1 1/2 cups rolled oats
1/2 cups oat flour, (or pulse 1/3 cup oats in a food processor for 1 minute until they're ground to a fine powder)
1/2 cup brown sugar
1/4 cup flaxmeal, flaxseed, or wheat germ
1/2 cup dried apricots, chopped
1/2 cup dried cranberries
1/3 cup pecans, finely chopped
1/4 cup maple syrup
1/4 cup canola oil
2 tbsp corn syrup
Preheat oven to 350F. In a medium bowl, combine oats, oat flour, brown sugar, flaz meal, fruit and nuts; mix to distribute evenly.
In a small bowl, combine maply syrup, oil and corn syrup; mix well. Pour onto dry ingredients.
Butter 8 inch (2 L) square cake pan; line with parchment so ends extend a few inches over the rim. Press oat mixture into the pan, using the back of a spoon to smooth out the top.

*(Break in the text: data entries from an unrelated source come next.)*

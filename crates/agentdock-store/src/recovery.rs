// ABOUTME: Session recovery: rebuild SessionState from JSONL logs, repairing corrupt tails.
// ABOUTME: Used at server startup to bring persisted sessions back into memory.

use std::path::Path;

use thiserror::Error;
use ulid::Ulid;

use agentdock_core::SessionState;

use crate::jsonl::{JsonlError, JsonlLog};
use crate::sqlite::{SessionIndex, SqliteError};
use crate::session_log_path;

/// Errors that can occur during session recovery.
#[derive(Debug, Error)]
pub enum RecoveryError {
    #[error("jsonl error: {0}")]
    Jsonl(#[from] JsonlError),

    #[error("sqlite error: {0}")]
    Sqlite(#[from] SqliteError),

    #[error("invalid session id '{0}'")]
    InvalidSessionId(String),
}

/// Rebuild one session's state by replaying its JSONL log.
///
/// A log that fails to replay (typically a partial trailing line from a
/// crash mid-append) is repaired in place and replayed again.
pub fn recover_session(
    home: &Path,
    app_name: &str,
    session_id: Ulid,
) -> Result<SessionState, RecoveryError> {
    let log_path = session_log_path(home, app_name, session_id);

    let events = match JsonlLog::replay(&log_path) {
        Ok(events) => events,
        Err(JsonlError::Json(_)) => {
            tracing::warn!(
                session_id = %session_id,
                path = %log_path.display(),
                "event log corrupt, repairing"
            );
            let kept = JsonlLog::repair(&log_path)?;
            tracing::info!(session_id = %session_id, kept, "event log repaired");
            JsonlLog::replay(&log_path)?
        }
        Err(e) => return Err(e.into()),
    };

    Ok(SessionState::replay(session_id, &events))
}

/// Rebuild every indexed session for an app. Sessions whose logs are
/// unreadable are skipped with a warning so one bad log cannot block
/// startup.
pub fn recover_app_sessions(
    home: &Path,
    index: &SessionIndex,
    app_name: &str,
) -> Result<Vec<SessionState>, RecoveryError> {
    let mut states = Vec::new();

    for row in index.list_for_app(app_name)? {
        let session_id: Ulid = row
            .session_id
            .parse()
            .map_err(|_| RecoveryError::InvalidSessionId(row.session_id.clone()))?;

        match recover_session(home, app_name, session_id) {
            Ok(state) => states.push(state),
            Err(e) => {
                tracing::warn!(
                    session_id = %row.session_id,
                    error = %e,
                    "skipping unrecoverable session"
                );
            }
        }
    }

    Ok(states)
}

Bake for 30 to 35 minutes, keeping an eye on them at the end. They'll seem a but soft but if the top is evenly golden, they're ready. Let cool 30 minutes before lifting out of the pan. Let them cool even more before cutting into 24 bars (they'll be hard to cut if you don't wait).
Wrap bars individually in plastic wrap of storage containers that seal well, so they don't dry out.
Calories 133, Protein 2g, Carbohydrates 21g, Fat 5g, Fibre 2g, Sodium 6mg.